Fig. 2. Stratigraphic column and reservoir-caprock assemblages in the thrust belt of southern Junggar Basin.
The complexity of tectonic and structural styles, and the development of abnormal high-pressure zones make hydrocarbon accumulation conditions in this area complicated, and the exploration process tortuous. Before 2008, oil and gas exploration activities were mainly concentrated in the middle and upper assemblages. Small and medium-sized oil and gas fields were discovered in a small range in the structural highs in the middle assemblage, and no large oil and gas fields were found yet [15]. After the year of 2008, oil and gas exploration gradually shifted to the lower assemblage. In 2010 to 2012, wells XH1, DF1, and DS1 were drilled in the lower assemblage consecutively, but all failed to discover oil and gas. Until Well GT1 in 2019 and Well HT1 in 2020 tapped high-yield oil and gas flow in the lower assemblage, confirming the broad oil and gas exploration prospect of the lower assemblage and promoting the exploration there [15]. One of the most distinct characteristics of the lower assemblage is the development of strong overpressure. It is of great significance for exploration and evaluation of the lower assemblage to figure out the characteristics, origins and distribution patterns of the overpressure, the controlling effect of overpressure evolution on hydrocarbon accumulation.

2. Overpressure

From the measured formation pressure, drilling fluid density data, it is found abnormal high-pressure is universally developed in the thrust belt of southern Junggar, and overpressure is mainly distributed in Paleogene, Lower Cretaceous, and Middle-Lower Jurassic, but the overpressure in different regions and strata vary greatly in development degree (Fig. 3).
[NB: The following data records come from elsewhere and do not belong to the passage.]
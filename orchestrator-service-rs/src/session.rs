// orchestrator-service-rs/src/session.rs
// Per-process session state: settings, command history and the session log

use std::collections::HashSet;
use std::fs;
use std::path::{Path, PathBuf};
use std::sync::{Mutex, MutexGuard, PoisonError};
use std::time::Instant;

use chrono::{DateTime, Utc};
use serde::Serialize;
use serde_json::{json, Map, Value};
use shared_types::{Origin, RequestRecord};

use crate::status::StatusSnapshot;

/// A request that reached execution.
#[derive(Debug, Clone, PartialEq, Serialize)]
pub struct CommandHistoryEntry {
    pub timestamp: DateTime<Utc>,
    pub request_id: String,
    pub origin: Origin,
    pub request: String,
    pub code: String,
    pub execution_success: bool,
}

#[derive(Debug, Clone, PartialEq, Serialize)]
pub struct SessionStats {
    pub device_id: String,
    pub duration_seconds: u64,
    pub total_commands: usize,
    pub successful_executions: usize,
    pub success_rate: f64,
    pub unique_commands: usize,
    pub safety_mode: bool,
    pub timeout_seconds: u64,
}

#[derive(Debug)]
struct SessionState {
    safety_mode: bool,
    timeout_seconds: u64,
    command_history: Vec<CommandHistoryEntry>,
    log: Vec<RequestRecord>,
}

/// Owns every mutable counter of a running instance. Shared between the
/// local REPL and the remote listener behind an `Arc`.
#[derive(Debug)]
pub struct Session {
    device_id: String,
    session_id: String,
    started_at: DateTime<Utc>,
    clock: Instant,
    state: Mutex<SessionState>,
}

impl Session {
    pub fn new(device_id: impl Into<String>, safety_mode: bool, timeout_seconds: u64) -> Self {
        Self {
            device_id: device_id.into(),
            session_id: uuid::Uuid::new_v4().to_string(),
            started_at: Utc::now(),
            clock: Instant::now(),
            state: Mutex::new(SessionState {
                safety_mode,
                timeout_seconds: timeout_seconds.max(1),
                command_history: Vec::new(),
                log: Vec::new(),
            }),
        }
    }

    // Counters stay usable even if a holder panicked mid-update.
    fn state(&self) -> MutexGuard<'_, SessionState> {
        self.state.lock().unwrap_or_else(PoisonError::into_inner)
    }

    pub fn device_id(&self) -> &str {
        &self.device_id
    }

    pub fn session_id(&self) -> &str {
        &self.session_id
    }

    pub fn started_at(&self) -> DateTime<Utc> {
        self.started_at
    }

    pub fn uptime_seconds(&self) -> f64 {
        self.clock.elapsed().as_secs_f64()
    }

    pub fn safety_mode(&self) -> bool {
        self.state().safety_mode
    }

    pub fn set_safety_mode(&self, enabled: bool) {
        self.state().safety_mode = enabled;
    }

    pub fn timeout_seconds(&self) -> u64 {
        self.state().timeout_seconds
    }

    /// Zero is rejected; a command always gets at least one second.
    pub fn set_timeout_seconds(&self, seconds: u64) -> bool {
        if seconds == 0 {
            return false;
        }
        self.state().timeout_seconds = seconds;
        true
    }

    pub fn total_commands(&self) -> usize {
        self.state().command_history.len()
    }

    pub fn record_command(&self, entry: CommandHistoryEntry) {
        self.state().command_history.push(entry);
    }

    pub fn command_history(&self) -> Vec<CommandHistoryEntry> {
        self.state().command_history.clone()
    }

    /// The last `n` executed commands, oldest first.
    pub fn recent_commands(&self, n: usize) -> Vec<CommandHistoryEntry> {
        let state = self.state();
        let skip = state.command_history.len().saturating_sub(n);
        state.command_history[skip..].to_vec()
    }

    pub fn log_record(&self, record: RequestRecord) {
        self.state().log.push(record);
    }

    pub fn session_log(&self) -> Vec<RequestRecord> {
        self.state().log.clone()
    }

    pub fn stats(&self) -> SessionStats {
        let state = self.state();
        let total_commands = state.command_history.len();
        let successful_executions = state
            .command_history
            .iter()
            .filter(|c| c.execution_success)
            .count();
        let unique_commands = state
            .command_history
            .iter()
            .map(|c| c.request.as_str())
            .collect::<HashSet<_>>()
            .len();
        let success_rate = if total_commands == 0 {
            0.0
        } else {
            successful_executions as f64 / total_commands as f64 * 100.0
        };
        SessionStats {
            device_id: self.device_id.clone(),
            duration_seconds: self.clock.elapsed().as_secs(),
            total_commands,
            successful_executions,
            success_rate,
            unique_commands,
            safety_mode: state.safety_mode,
            timeout_seconds: state.timeout_seconds,
        }
    }

    /// Build a status snapshot for `status` with extra fields merged in.
    pub fn snapshot(&self, status: &str, extra: Map<String, Value>) -> StatusSnapshot {
        let state = self.state();
        StatusSnapshot {
            device_id: self.device_id.clone(),
            timestamp: Utc::now(),
            status: status.to_string(),
            uptime_seconds: self.clock.elapsed().as_secs_f64(),
            safety_mode: state.safety_mode,
            timeout_seconds: state.timeout_seconds,
            total_commands: state.command_history.len(),
            extra,
        }
    }

    /// Everything `export` writes: device info, session info, statistics,
    /// command history and the detailed log.
    pub fn export_document(&self, model: &str, remote_connected: bool, listener_active: bool) -> Value {
        let stats = self.stats();
        let now = Utc::now();
        let state = self.state();
        let commands: Vec<&str> = state
            .command_history
            .iter()
            .map(|c| c.request.as_str())
            .collect();
        json!({
            "device_info": {
                "device_id": self.device_id,
                "remote_connected": remote_connected,
                "listener_active": listener_active,
            },
            "session_info": {
                "session_id": self.session_id,
                "start_time": self.started_at,
                "end_time": now,
                "duration_seconds": stats.duration_seconds,
                "model_used": model,
                "safety_mode": stats.safety_mode,
                "timeout_seconds": stats.timeout_seconds,
            },
            "statistics": {
                "total_commands": stats.total_commands,
                "successful_executions": stats.successful_executions,
                "unique_commands": stats.unique_commands,
            },
            "command_history": commands,
            "detailed_log": state.log,
        })
    }

    /// Write the export document to `dir/session_<device>_<timestamp>.json`.
    pub fn export_to(
        &self,
        dir: &Path,
        model: &str,
        remote_connected: bool,
        listener_active: bool,
    ) -> std::io::Result<PathBuf> {
        let document = self.export_document(model, remote_connected, listener_active);
        let filename = format!(
            "session_{}_{}.json",
            self.device_id,
            Utc::now().format("%Y%m%d_%H%M%S")
        );
        let path = dir.join(filename);
        let body = serde_json::to_string_pretty(&document)?;
        fs::write(&path, body)?;
        Ok(path)
    }
}

#[cfg(test)]
mod tests {
    use super::*;

    fn entry(request: &str, success: bool) -> CommandHistoryEntry {
        CommandHistoryEntry {
            timestamp: Utc::now(),
            request_id: uuid::Uuid::new_v4().to_string(),
            origin: Origin::Local,
            request: request.into(),
            code: "true".into(),
            execution_success: success,
        }
    }

    #[test]
    fn stats_count_successes_and_unique_requests() {
        let session = Session::new("dev00001", true, 60);
        session.record_command(entry("list files", true));
        session.record_command(entry("list files", false));
        session.record_command(entry("uptime", true));

        let stats = session.stats();
        assert_eq!(stats.total_commands, 3);
        assert_eq!(stats.successful_executions, 2);
        assert_eq!(stats.unique_commands, 2);
        assert!((stats.success_rate - 66.666).abs() < 0.1);
    }

    #[test]
    fn timeout_must_be_positive() {
        let session = Session::new("dev00001", true, 60);
        assert!(!session.set_timeout_seconds(0));
        assert_eq!(session.timeout_seconds(), 60);
        assert!(session.set_timeout_seconds(5));
        assert_eq!(session.timeout_seconds(), 5);
    }

    #[test]
    fn recent_commands_keeps_the_tail() {
        let session = Session::new("dev00001", true, 60);
        for i in 0..12 {
            session.record_command(entry(&format!("cmd {i}"), true));
        }
        let recent = session.recent_commands(10);
        assert_eq!(recent.len(), 10);
        assert_eq!(recent[0].request, "cmd 2");
        assert_eq!(recent[9].request, "cmd 11");
    }

    #[test]
    fn snapshot_reflects_current_settings() {
        let session = Session::new("dev00001", true, 60);
        session.set_safety_mode(false);
        session.record_command(entry("uptime", true));
        let snapshot = session.snapshot("ready", Map::new());
        assert_eq!(snapshot.device_id, "dev00001");
        assert!(!snapshot.safety_mode);
        assert_eq!(snapshot.total_commands, 1);
    }

    #[test]
    fn export_writes_a_json_file() {
        let dir = tempfile::tempdir().unwrap();
        let session = Session::new("dev00001", true, 30);
        session.record_command(entry("uptime", true));

        let path = session.export_to(dir.path(), "test-model", false, false).unwrap();
        let name = path.file_name().unwrap().to_string_lossy().to_string();
        assert!(name.starts_with("session_dev00001_"));

        let document: Value = serde_json::from_str(&fs::read_to_string(&path).unwrap()).unwrap();
        assert_eq!(document["statistics"]["total_commands"], 1);
        assert_eq!(document["session_info"]["model_used"], "test-model");
        assert_eq!(document["command_history"][0], "uptime");
    }
}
To describe the overpressure intensity more accurately, the overpressure division scheme of Li et al. [16] is adopted in this paper, that is, the pressure coefficient from 0.9 to 1.2 is defined as normal pressure, and that greater than 1.2 as overpressure. More specifically, the pressure coefficient of 1.2-1.6 is defined as weak overpressure, 1.6-2.0 as strong overpressure, and that greater than 2.0 as extremely strong overpressure.
Fig. 3. Relationships between measured formation pressure and depth in the thrust belt of southern Junggar Basin.
Vertically, the distribution of abnormally high pressure is mainly controlled by the stratigraphic horizons and lithologic combination. Three sets of thick mudstone are mainly developed in the thrust belt of southern Junggar (Figs. 4 and 5) from bottom to top, that is, the lower part of Tugulu Group, the middle part of Anjihaihe Formation, and the lower part of Taxihe Formation. Three sets of thick mudstone are the main overpressure developing layers in the region due to tight lithology and poor fluid drainage. Blocked by the two sets of regional overpressured mudstone, E2-3a and the lower part of K1tg, the overpressure compartments are formed vertically, dividing the strata into three sets of reservoir forming assemblages and pressure systems. The upper assemblage above E2-3a is a normal pressure-weak overpressure system, the middle assemblage between E2-3a and the lower mudstone of K1tg is mainly a strong overpressure-locally weak overpressure system, and the lower assemblage below the lower mudstone of K1tg is mainly a strong overpressure-extremely strong overpressure system (Figs. 4 and 5). Horizontally, the differences in lithologic combination of different structural belts also have a certain impact on the development of overpressure. In the eastern part of Sikeshu sag, N1t mudstone is more than 1000 m thick, with the rapid deposition since Neogene, overpressure begins to develop in N1t. Well GT1 has the most significant over- pressure in N1t, with pressure coefficients reaching about 1.2-1.6; Well XH1 has lower overpressure intensity due to the smaller thickness of N1t mudstone. Toward the east, due to the thinning of N1t mudstone and the overlying strata, N1t no longer develops overpressure generally. But N1t mudstone in HT1 well area thickens locally to 600 m, so overpressure develops locally to some extent (Fig. 4) in N1t. Besides the overpressure zone locally occurring in N1t, a regional stable overpressure top interface appears in the thick E2-3a mudstone.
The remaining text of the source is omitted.